[Task instructions]
Below this line is a set of entries; quote exactly the lines from the line that contains "Read wall-clock time" to the line that contains "states and resimulation", both lines included.

[Data records]
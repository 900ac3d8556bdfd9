//! Asteroid Simulation Core
//!
//! Deterministic, fixed-timestep rollback simulation for the Asteroid
//! multiplayer game. Every peer (server and clients) runs this same code and
//! must reach bit-identical validated states from identical inputs.
//!
//! # Architecture Constraints
//!
//! The Simulation Core MUST NOT:
//! - Perform I/O operations (file, network, etc.)
//! - Read wall-clock time
//! - Use unseeded randomness
//! - Depend on render frame rate or variable delta time
//!
//! Trigonometry uses `libm` so results do not depend on the platform libm.
//!
//! # Layout
//!
//! - [`input_window`]: per-player input history, "frames back" indexed
//! - [`rollback`]: current / last-validated states and resimulation
//! - [`game`]: match-level facade used by the server and client edges
//! - [`physics`], [`player`], [`bullet`]: the fixed-step systems

#![deny(unsafe_code)]

pub mod bullet;
pub mod component;
pub mod entity;
pub mod game;
pub mod input;
pub mod input_window;
pub mod math;
pub mod physics;
pub mod player;
pub mod rollback;
pub mod state;
pub mod transform;

pub use game::GameManager;
pub use input::PlayerInput;
pub use input_window::InputWindow;
pub use math::Vec2;
pub use rollback::{CreatedEntity, RollbackManager};

// ============================================================================
// Type Aliases
// ============================================================================

/// A single fixed simulation step; frame 0 is the spawn state.
pub type Frame = u32;

/// Zero-based player slot in a match.
pub type PlayerNumber = u8;

/// Per-player 16-bit checksum of the validated body.
pub type PhysicsState = u16;

/// Entity slot index.
pub type Entity = u32;

pub const INVALID_PLAYER: PlayerNumber = PlayerNumber::MAX;
pub const INVALID_ENTITY: Entity = Entity::MAX;

/// Players per match.
pub const MAX_PLAYER_NMB: usize = 2;

// ============================================================================
// Timing
// ============================================================================

pub const TICK_RATE_HZ: u32 = 50;

/// Seconds per frame.
pub const FIXED_PERIOD: f32 = 0.02;

/// Frames of input history kept per player (5 s at 50 Hz).
pub const INPUT_WINDOW_SIZE: usize = 250;

// ============================================================================
// Gameplay Tuning
// ============================================================================

/// Units per second squared along the facing direction.
pub const PLAYER_ACCELERATION: f32 = 1.0;

/// Degrees per second.
pub const PLAYER_ANGULAR_SPEED: f32 = 90.0;

/// Seconds between two shots.
pub const PLAYER_SHOOTING_PERIOD: f32 = 0.3;

pub const PLAYER_HEALTH: u8 = 5;

/// Seconds of invulnerability after a hit.
pub const PLAYER_INVINCIBILITY_PERIOD: f32 = 1.5;

pub const PLAYER_BOX_EXTENDS: Vec2 = Vec2::new(0.5, 0.5);

/// Units per second, added to the shooter's forward speed.
pub const BULLET_SPEED: f32 = 2.0;

/// Bullet lifetime in seconds.
pub const BULLET_PERIOD: f32 = 3.0;

pub const BULLET_SCALE: f32 = 0.2;

pub const BULLET_BOX_EXTENDS: Vec2 = Vec2::new(0.5 * BULLET_SCALE, 0.5 * BULLET_SCALE);

// ============================================================================
// Spawn Layout
// ============================================================================

const SPAWN_DISTANCE: f32 = 3.0;

const SPAWN_DIRECTIONS: [Vec2; 4] = [
    Vec2::new(0.0, 1.0),
    Vec2::new(0.0, -1.0),
    Vec2::new(1.0, 0.0),
    Vec2::new(-1.0, 0.0),
];

const SPAWN_ROTATIONS: [f32; 4] = [0.0, 180.0, -90.0, 90.0];

/// Spawn position of `player`.
///
/// # Panics
/// If `player` has no spawn slot.
pub fn spawn_position(player: PlayerNumber) -> Vec2 {
    SPAWN_DIRECTIONS[usize::from(player)] * SPAWN_DISTANCE
}

/// Spawn rotation of `player` in degrees.
pub fn spawn_rotation(player: PlayerNumber) -> f32 {
    SPAWN_ROTATIONS[usize::from(player)]
}

/// Checksum algorithm identifier, recorded in replays.
pub const PHYSICS_STATE_ALGO_ID: &str = "physicsstate-v1-u16sum-f32bits-posvelrot";

// ============================================================================
// Tests
// ============================================================================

[Response to the exercise]
//! - Read wall-clock time
//! - Use unseeded randomness
//! - Depend on render frame rate or variable delta time
//!
//! Trigonometry uses `libm` so results do not depend on the platform libm.
//!
//! # Layout
//!
//! - [`input_window`]: per-player input history, "frames back" indexed
//! - [`rollback`]: current / last-validated states and resimulation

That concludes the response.